§ Excerpted records
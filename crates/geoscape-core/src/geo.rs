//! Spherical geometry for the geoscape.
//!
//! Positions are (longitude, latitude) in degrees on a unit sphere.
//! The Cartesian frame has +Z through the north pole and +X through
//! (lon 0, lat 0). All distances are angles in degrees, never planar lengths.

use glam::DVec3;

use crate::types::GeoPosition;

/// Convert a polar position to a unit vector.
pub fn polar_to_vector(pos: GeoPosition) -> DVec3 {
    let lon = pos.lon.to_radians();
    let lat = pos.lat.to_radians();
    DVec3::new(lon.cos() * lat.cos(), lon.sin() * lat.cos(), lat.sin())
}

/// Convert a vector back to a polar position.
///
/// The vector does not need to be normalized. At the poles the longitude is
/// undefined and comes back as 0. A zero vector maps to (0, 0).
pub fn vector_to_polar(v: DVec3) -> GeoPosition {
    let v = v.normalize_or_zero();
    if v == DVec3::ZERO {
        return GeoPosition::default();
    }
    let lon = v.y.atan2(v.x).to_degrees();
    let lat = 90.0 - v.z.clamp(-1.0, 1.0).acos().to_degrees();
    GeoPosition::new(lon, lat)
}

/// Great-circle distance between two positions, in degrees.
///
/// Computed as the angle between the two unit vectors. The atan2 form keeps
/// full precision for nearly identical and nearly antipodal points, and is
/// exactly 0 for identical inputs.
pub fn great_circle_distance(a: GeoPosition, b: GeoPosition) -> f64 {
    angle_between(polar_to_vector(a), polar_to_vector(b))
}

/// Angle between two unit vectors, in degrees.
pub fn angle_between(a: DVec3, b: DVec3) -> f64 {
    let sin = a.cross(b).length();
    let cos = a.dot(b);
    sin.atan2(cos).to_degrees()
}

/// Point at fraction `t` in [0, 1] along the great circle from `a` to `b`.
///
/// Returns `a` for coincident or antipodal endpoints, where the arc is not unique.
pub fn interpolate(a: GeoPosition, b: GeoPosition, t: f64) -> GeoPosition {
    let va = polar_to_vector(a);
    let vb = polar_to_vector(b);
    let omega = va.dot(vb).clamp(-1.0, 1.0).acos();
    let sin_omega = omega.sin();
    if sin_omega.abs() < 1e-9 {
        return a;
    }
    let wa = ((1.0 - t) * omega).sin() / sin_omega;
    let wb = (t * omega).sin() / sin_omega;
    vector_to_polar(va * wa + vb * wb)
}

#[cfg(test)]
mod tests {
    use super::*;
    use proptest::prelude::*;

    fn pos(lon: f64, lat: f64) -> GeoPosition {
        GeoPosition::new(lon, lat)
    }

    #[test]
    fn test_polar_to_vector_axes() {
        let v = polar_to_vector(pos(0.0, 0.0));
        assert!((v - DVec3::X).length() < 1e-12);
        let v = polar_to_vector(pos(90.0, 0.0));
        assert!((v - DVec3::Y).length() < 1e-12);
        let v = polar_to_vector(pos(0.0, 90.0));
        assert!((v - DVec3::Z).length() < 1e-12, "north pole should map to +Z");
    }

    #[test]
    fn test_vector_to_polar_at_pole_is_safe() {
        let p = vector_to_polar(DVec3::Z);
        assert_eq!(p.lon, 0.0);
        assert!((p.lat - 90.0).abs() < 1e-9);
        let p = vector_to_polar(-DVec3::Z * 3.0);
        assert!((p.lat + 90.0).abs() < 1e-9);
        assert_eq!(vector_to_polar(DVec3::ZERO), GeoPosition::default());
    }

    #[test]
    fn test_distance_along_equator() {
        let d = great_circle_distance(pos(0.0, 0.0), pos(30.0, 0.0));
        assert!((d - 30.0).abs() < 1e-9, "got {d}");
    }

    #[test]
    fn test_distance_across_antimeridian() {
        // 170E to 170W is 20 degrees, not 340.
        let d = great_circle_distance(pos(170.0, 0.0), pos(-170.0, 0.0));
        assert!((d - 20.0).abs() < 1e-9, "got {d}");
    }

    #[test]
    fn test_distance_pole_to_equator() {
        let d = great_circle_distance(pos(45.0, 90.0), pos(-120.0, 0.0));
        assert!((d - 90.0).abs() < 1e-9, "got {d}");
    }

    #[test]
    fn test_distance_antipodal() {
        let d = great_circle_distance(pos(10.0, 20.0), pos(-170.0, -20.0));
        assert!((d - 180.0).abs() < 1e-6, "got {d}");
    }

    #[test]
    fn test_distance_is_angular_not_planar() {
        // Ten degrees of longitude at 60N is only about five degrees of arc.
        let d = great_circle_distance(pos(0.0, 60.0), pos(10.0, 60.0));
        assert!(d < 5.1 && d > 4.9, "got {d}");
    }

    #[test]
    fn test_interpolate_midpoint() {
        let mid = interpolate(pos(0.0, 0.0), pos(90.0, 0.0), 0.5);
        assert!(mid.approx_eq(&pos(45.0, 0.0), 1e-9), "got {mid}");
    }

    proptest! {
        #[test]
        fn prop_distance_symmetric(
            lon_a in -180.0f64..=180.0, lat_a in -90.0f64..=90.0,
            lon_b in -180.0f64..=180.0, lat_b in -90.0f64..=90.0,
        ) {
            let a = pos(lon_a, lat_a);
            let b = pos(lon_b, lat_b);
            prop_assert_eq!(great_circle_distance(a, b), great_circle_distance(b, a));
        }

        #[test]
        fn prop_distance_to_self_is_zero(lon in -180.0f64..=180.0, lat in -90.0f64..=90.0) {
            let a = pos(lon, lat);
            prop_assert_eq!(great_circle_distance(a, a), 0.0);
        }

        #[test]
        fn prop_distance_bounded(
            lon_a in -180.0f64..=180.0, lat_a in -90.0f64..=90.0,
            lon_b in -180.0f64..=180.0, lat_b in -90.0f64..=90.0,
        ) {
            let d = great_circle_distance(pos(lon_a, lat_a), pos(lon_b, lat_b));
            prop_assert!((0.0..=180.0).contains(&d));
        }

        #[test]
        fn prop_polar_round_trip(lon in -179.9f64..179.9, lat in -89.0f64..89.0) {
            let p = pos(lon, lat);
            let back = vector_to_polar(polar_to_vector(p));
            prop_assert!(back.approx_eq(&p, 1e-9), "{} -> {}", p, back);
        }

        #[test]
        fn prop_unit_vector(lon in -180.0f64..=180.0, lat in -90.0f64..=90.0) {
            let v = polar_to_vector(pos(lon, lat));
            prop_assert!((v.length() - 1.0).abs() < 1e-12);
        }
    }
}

§ How to complete this task
Take the line containing "fn prop_polar_round_trip(lon in" as the start and the last line of the data as the end, and reproduce that range exactly.

§ Answer for the task
        fn prop_polar_round_trip(lon in -179.9f64..179.9, lat in -89.0f64..89.0) {
            let p = pos(lon, lat);
            let back = vector_to_polar(polar_to_vector(p));
            prop_assert!(back.approx_eq(&p, 1e-9), "{} -> {}", p, back);
        }

        #[test]
        fn prop_unit_vector(lon in -180.0f64..=180.0, lat in -90.0f64..=90.0) {
            let v = polar_to_vector(pos(lon, lat));
            prop_assert!((v.length() - 1.0).abs() < 1e-12);
        }
    }
}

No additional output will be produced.